Fungi and the Circle of Life

Why Fungi Represent the Circle of Life

People look at me funny when I say that fungi are the circle of life.  Comments range from the disinterested, “Yeah, right.   Whatever,” to the challenging “What are you talking about?”
Well, here is what I am talking about.
Fungi, particularly microfungi, the kind you need a microscope to see, are critical to all living systems.  In school, we learn fungi are “decomposers,” and we assume they come up out of the soil to eat dead plants, dead dogs, and the food that got pushed to the back of the refrigerator. Unfortunately, we rarely stop long enough to wonder how the fungi got from the soil to the back of the refrigerator.   Maybe concerns that we still have dirt under our fingernails makes us reluctant to consider that question.  But the fungi are probably in your refrigerator because you put them there.
You see, fungi in nature are associated with many kinds of living cells.   In plants, we find them associated with seeds, roots, stems, and leaves.  We even find them in the endosperm, surrounding the embryos of future seedlings, and we find them inside individual cells[i]! So, those fungi aren’t coming from the dirt under your fingernails.  They are coming from the food itself.  They are coming from the leaves (think lettuce) the roots (think carrots) the stems (think celery) and the cheeses, meats and eggs[ii]that you eat.  They aren’t coming from the milk though.  Milk has been pasteurized.
At one time, scientists thought that any fungus living inside the cells or tissues of a plant or animal was causing disease.  But today we know that most fungal associations are part of a healthy state.   In fact, when you rigorously remove all the fungi from plants (as can be achieved with certain fungicides), you kill the plant as well.
 A lot of people don’t know understand all this yet, and not many people know how to find the in plant cells, so if someone tries to sell you a “fungus free” plant, you better ask them to show you the metagenomic analysis, or learn how to separate mycosomes[iii].  If your plant is truly fungus free, I assure you it is also dead.
Growing pools of data from the human microbiome suggest that our own cells may be as heavily populated with fungi as the cells of the plants (and animals) we eat.  Meanwhile, evolutionary biologists tell us that all plants and animals descended from communities of symbiotic microbes[iv].  So what are all these fungi and other microbes doing?  And how do you associate them with a circle of life?
Well, your teachers were right about one thing.  Fungiare decomposers.  They do take nutrients that are no longer being used and move them to places where they are needed.   But that isn’t all they do.  When fungi associate with plants and animals, the fungi can donate water, minerals, or nutrients in exchange for the energy, the calories,  they need to grow.   Fungi can dissolve minerals like phosphorus from rocks and soil, converting it to forms that plants can use for food.  They even make chemicals, like alkaloids and terpenes, that protect plants from insects and pests.  You see, like a network of free market entrepreneurs, fungi excel at connecting consumers to the resources they need.
So why are do I call them the circle of life?  Well think about it.   The same fungal colonies that connect the tree to the soil can colonize your skin when you handle fruit from the tree.  They can colonize your intestines when you eat the fruit.   These fungi can then work to  help you to cycle nutrients, or they can be passed from you to those you come in contact with.
This connectivity that fungi form between humans and their environment allows all of us to share energy and nutrients with the earth itself and with everything that lives on it.  And because this sharing brings good things our way, things like minerals, nutrients, and water that we need to survive, it is fair to consider this fungal-mediated cycle as “the circle of life”.

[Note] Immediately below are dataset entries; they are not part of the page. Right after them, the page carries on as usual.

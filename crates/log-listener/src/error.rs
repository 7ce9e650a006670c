//! Error types for the log listener

use std::path::PathBuf;
use std::time::Duration;
use thiserror::Error;

/// Errors raised while attaching a listener or waiting on a request
///
/// Failures of the log stream itself never surface here: they are delivered
/// to the pending requests as [`EventResult::Rejected`](crate::EventResult).
#[derive(Error, Debug)]
pub enum Error {
    /// The node is not running, so there is nothing to listen to
    #[error("node is not alive")]
    NodeNotAlive,

    /// The node did not report a log file
    #[error("node has no current log file")]
    NoLogFile,

    /// The node's log file could not be opened
    #[error("log file {path} is unavailable: {source}")]
    LogFileUnavailable {
        /// Path that failed to open
        path: PathBuf,
        /// Underlying I/O error
        #[source]
        source: std::io::Error,
    },

    /// A bounded wait on a request ended while the request was still pending
    #[error("request still pending after waiting {timeout:?}")]
    WaitTimedOut {
        /// How long the caller waited
        timeout: Duration,
    },

    /// Listener configuration is unusable
    #[error("invalid listener configuration: {reason}")]
    InvalidConfig {
        /// What is wrong with it
        reason: String,
    },

    /// Configuration could not be parsed
    #[error(transparent)]
    Yaml(#[from] serde_yaml::Error),

    /// I/O error
    #[error(transparent)]
    Io(#[from] std::io::Error),
}

impl Error {
    /// Create an invalid configuration error
    pub fn invalid_config(reason: impl Into<String>) -> Self {
        Self::InvalidConfig {
            reason: reason.into(),
        }
    }

    /// Create a log file unavailable error
    pub fn log_file_unavailable(path: impl Into<PathBuf>, source: std::io::Error) -> Self {
        Self::LogFileUnavailable {
            path: path.into(),
            source,
        }
    }
}

/// Result type alias
pub type Result<T> = std::result::Result<T, Error>;
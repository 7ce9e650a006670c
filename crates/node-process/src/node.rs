//! The node under test as a local child process

use crate::command::NodeCommand;
use crate::error::{Error, Result};
use crate::process::ExitStatus;
use async_process::Child;
use chrono::Utc;
use log_listener::NodeLog;
use serde::{Deserialize, Serialize};
use std::fs::OpenOptions;
use std::path::{Path, PathBuf};
use std::sync::{Mutex, MutexGuard, PoisonError};
use std::time::Duration;
use tracing::{debug, info, warn};

/// Interval at which `wait` polls the child
const WAIT_POLL: Duration = Duration::from_millis(50);

/// Where and how to run the node
#[derive(Debug, Clone, Serialize, Deserialize, PartialEq)]
pub struct NodeConfig {
    /// The node binary and its arguments
    pub command: NodeCommand,
    /// Directory receiving one log file per node start
    pub log_dir: PathBuf,
    /// Chain database directory wiped by `reset`
    #[serde(default)]
    pub data_dir: Option<PathBuf>,
    /// How long `stop` waits after SIGTERM before killing the node
    #[serde(default = "default_shutdown_timeout_ms")]
    pub shutdown_timeout_ms: u64,
}

fn default_shutdown_timeout_ms() -> u64 {
    10_000
}

impl NodeConfig {
    /// Run `command`, writing logs under `log_dir`
    pub fn new(command: NodeCommand, log_dir: impl Into<PathBuf>) -> Self {
        Self {
            command,
            log_dir: log_dir.into(),
            data_dir: None,
            shutdown_timeout_ms: default_shutdown_timeout_ms(),
        }
    }

    /// Set the directory wiped on reset
    pub fn with_data_dir(mut self, dir: impl Into<PathBuf>) -> Self {
        self.data_dir = Some(dir.into());
        self
    }

    /// Set the graceful shutdown timeout
    pub fn with_shutdown_timeout(mut self, timeout: Duration) -> Self {
        self.shutdown_timeout_ms = u64::try_from(timeout.as_millis()).unwrap_or(u64::MAX);
        self
    }

    /// Graceful shutdown timeout as a duration
    pub fn shutdown_timeout(&self) -> Duration {
        Duration::from_millis(self.shutdown_timeout_ms)
    }
}

/// A node process started by the harness
///
/// Every start writes to a new log file, so listeners attached before a
/// restart see their log disappear from under them and must be replaced.
pub struct NodeProcess {
    config: NodeConfig,
    child: Mutex<Option<Child>>,
    log_path: Mutex<Option<PathBuf>>,
}

impl NodeProcess {
    /// Create a stopped node
    pub fn new(config: NodeConfig) -> Self {
        Self {
            config,
            child: Mutex::new(None),
            log_path: Mutex::new(None),
        }
    }

    /// The node's configuration
    pub fn config(&self) -> &NodeConfig {
        &self.config
    }

    fn child(&self) -> MutexGuard<'_, Option<Child>> {
        self.child.lock().unwrap_or_else(PoisonError::into_inner)
    }

    fn set_log_path(&self, path: Option<PathBuf>) {
        *self.log_path.lock().unwrap_or_else(PoisonError::into_inner) = path;
    }

    /// Process id of the running node
    pub fn pid(&self) -> Option<u32> {
        self.child().as_ref().map(Child::id)
    }

    /// Log file of the current or most recent run
    pub fn log_file_path(&self) -> Option<PathBuf> {
        self.log_path
            .lock()
            .unwrap_or_else(PoisonError::into_inner)
            .clone()
    }

    /// Start the node with a fresh log file and return its path
    pub fn start(&self) -> Result<PathBuf> {
        let mut child = self.child();
        if let Some(running) = child.as_mut() {
            if matches!(running.try_status(), Ok(None)) {
                return Err(Error::AlreadyRunning { pid: running.id() });
            }
        }

        std::fs::create_dir_all(&self.config.log_dir)?;
        let path = self.config.log_dir.join(format!(
            "node-{}.log",
            Utc::now().format("%Y%m%d-%H%M%S%.3f")
        ));
        let log = OpenOptions::new().create(true).append(true).open(&path)?;

        let spawned = self
            .config
            .command
            .prepare(&log)?
            .spawn()
            .map_err(|e| {
                Error::spawn_failed(format!("{}: {}", self.config.command.program, e))
            })?;

        info!(pid = spawned.id(), log = %path.display(), "Node started");
        *child = Some(spawned);
        self.set_log_path(Some(path.clone()));
        Ok(path)
    }

    /// Stop the node gracefully, killing it if it outlives the shutdown timeout
    pub async fn stop(&self) -> Result<ExitStatus> {
        let mut child = self.child().take().ok_or(Error::NotRunning)?;
        let pid = child.id();

        terminate(pid)?;
        let timeout = self.config.shutdown_timeout();
        let exited = smol::future::or(async { Some(child.status().await) }, async {
            smol::Timer::after(timeout).await;
            None
        })
        .await;

        let status = match exited {
            Some(status) => status?,
            None => {
                warn!(pid, ?timeout, "Node ignored SIGTERM; killing it");
                child.kill()?;
                child.status().await?
            }
        };
        let status = ExitStatus::from(status);
        info!(pid, ?status, "Node stopped");
        Ok(status)
    }

    /// Kill the node immediately
    pub async fn kill(&self) -> Result<ExitStatus> {
        let mut child = self.child().take().ok_or(Error::NotRunning)?;
        child.kill()?;
        let status = ExitStatus::from(child.status().await?);
        info!(pid = child.id(), ?status, "Node killed");
        Ok(status)
    }

    /// Wait for the node to exit on its own
    pub async fn wait(&self) -> Result<ExitStatus> {
        loop {
            {
                let mut guard = self.child();
                let child = guard.as_mut().ok_or(Error::NotRunning)?;
                if let Some(status) = child.try_status()? {
                    debug!(pid = child.id(), "Node exited");
                    guard.take();
                    return Ok(ExitStatus::from(status));
                }
            }
            smol::Timer::after(WAIT_POLL).await;
        }
    }

    /// Stop the node if running and delete its chain data and logs
    pub async fn reset(&self) -> Result<()> {
        if self.pid().is_some() {
            match self.stop().await {
                Ok(_) | Err(Error::NotRunning) => {}
                Err(err) => return Err(err),
            }
        }
        if let Some(data_dir) = &self.config.data_dir {
            remove_dir_if_present(data_dir)?;
        }
        remove_dir_if_present(&self.config.log_dir)?;
        self.set_log_path(None);
        info!("Node reset");
        Ok(())
    }
}

impl NodeLog for NodeProcess {
    fn current_log_file_path(&self) -> Option<PathBuf> {
        self.log_file_path()
    }

    fn is_alive(&self) -> bool {
        match self.child().as_mut() {
            Some(child) => matches!(child.try_status(), Ok(None)),
            None => false,
        }
    }
}

impl std::fmt::Debug for NodeProcess {
    fn fmt(&self, f: &mut std::fmt::Formatter<'_>) -> std::fmt::Result {
        f.debug_struct("NodeProcess")
            .field("program", &self.config.command.program)
            .field("pid", &self.pid())
            .field("log_path", &self.log_file_path())
            .finish()
    }
}

fn remove_dir_if_present(dir: &Path) -> std::io::Result<()> {
    match std::fs::remove_dir_all(dir) {
        Err(err) if err.kind() == std::io::ErrorKind::NotFound => Ok(()),
        other => other,
    }
}

/// Ask the node to shut down
fn terminate(pid: u32) -> Result<()> {
    #[cfg(unix)]
    {
        use nix::errno::Errno;
        use nix::sys::signal::{self, Signal};
        use nix::unistd::Pid;

        match signal::kill(Pid::from_raw(pid as i32), Signal::SIGTERM) {
            // already gone; the following wait reaps it
            Ok(()) | Err(Errno::ESRCH) => Ok(()),
            Err(e) => Err(Error::signal_failed(15, e.to_string())),
        }
    }

    #[cfg(not(unix))]
    {
        let _ = pid;
        Err(Error::signal_failed(-1, "graceful stop is only supported on Unix"))
    }
}

#[cfg(test)]
mod tests {
    use super::*;

    #[test]
    fn test_config_from_yaml() {
        let yaml = r#"
command:
  program: ./aion.sh
  args: ["-n", "custom"]
log_dir: /tmp/node/log
data_dir: /tmp/node/database
"#;
        let config: NodeConfig = serde_yaml::from_str(yaml).unwrap();
        assert_eq!(config.command.program, "./aion.sh");
        assert_eq!(config.data_dir, Some(PathBuf::from("/tmp/node/database")));
        assert_eq!(config.shutdown_timeout(), Duration::from_secs(10));
    }

    #[test]
    fn test_shutdown_timeout_saturates() {
        let config = NodeConfig::new(NodeCommand::new("true"), "/tmp/node/log")
            .with_shutdown_timeout(Duration::MAX);
        assert_eq!(config.shutdown_timeout_ms, u64::MAX);

        let config = config.with_shutdown_timeout(Duration::from_millis(1500));
        assert_eq!(config.shutdown_timeout(), Duration::from_millis(1500));
    }

    #[test]
    fn test_stopped_node_is_not_alive() {
        let dir = tempfile::tempdir().unwrap();
        let node = NodeProcess::new(NodeConfig::new(NodeCommand::new("true"), dir.path()));
        assert!(!node.is_alive());
        assert_eq!(node.pid(), None);
        assert_eq!(node.current_log_file_path(), None);
    }

    #[smol_potat::test]
    async fn test_stop_without_start() {
        let dir = tempfile::tempdir().unwrap();
        let node = NodeProcess::new(NodeConfig::new(NodeCommand::new("true"), dir.path()));
        assert!(matches!(node.stop().await, Err(Error::NotRunning)));
    }
}
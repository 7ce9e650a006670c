//! Local node process management for integration tests
//!
//! Starts the node binary as a child process with its output captured in a
//! fresh log file per run, and exposes that file and the process's liveness
//! to [`log_listener`] through the [`NodeLog`](log_listener::NodeLog) trait.

#![warn(missing_docs)]

pub mod command;
pub mod error;
pub mod node;
pub mod process;

pub use command::NodeCommand;
pub use error::{Error, Result};
pub use node::{NodeConfig, NodeProcess};
pub use process::ExitStatus;
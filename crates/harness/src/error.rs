//! Error types for the harness

use thiserror::Error;

/// Errors raised while driving the node and its listener
#[derive(Debug, Error)]
pub enum Error {
    /// The node process could not be managed
    #[error("Node error: {0}")]
    Node(#[from] node_process::Error),

    /// The listener could not be attached
    #[error("Listener error: {0}")]
    Listener(#[from] log_listener::Error),

    /// The harness configuration is unusable
    #[error("Invalid configuration: {0}")]
    Config(String),

    /// YAML parse error
    #[error("YAML error: {0}")]
    Yaml(#[from] serde_yaml::Error),

    /// IO error
    #[error("IO error: {0}")]
    Io(#[from] std::io::Error),
}

/// Result type for harness operations
pub type Result<T> = std::result::Result<T, Error>;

[i] (Endophyte microbiome diversity in microprpagated Atriplex canescens and Atriplex torreyi var griffithsii, 2011)
[ii] (Novel Symbiotic Protoplasts Formed by Endophytic Fungi Explain Their Hidden Existence, Lifestyle Switching, and Diversity within the Plant Kingdom.)
[iii] (Novel Symbiotic Protoplasts Formed by Endophytic Fungi Explain Their Hidden Existence, Lifestyle Switching, and Diversity within the Plant Kingdom.)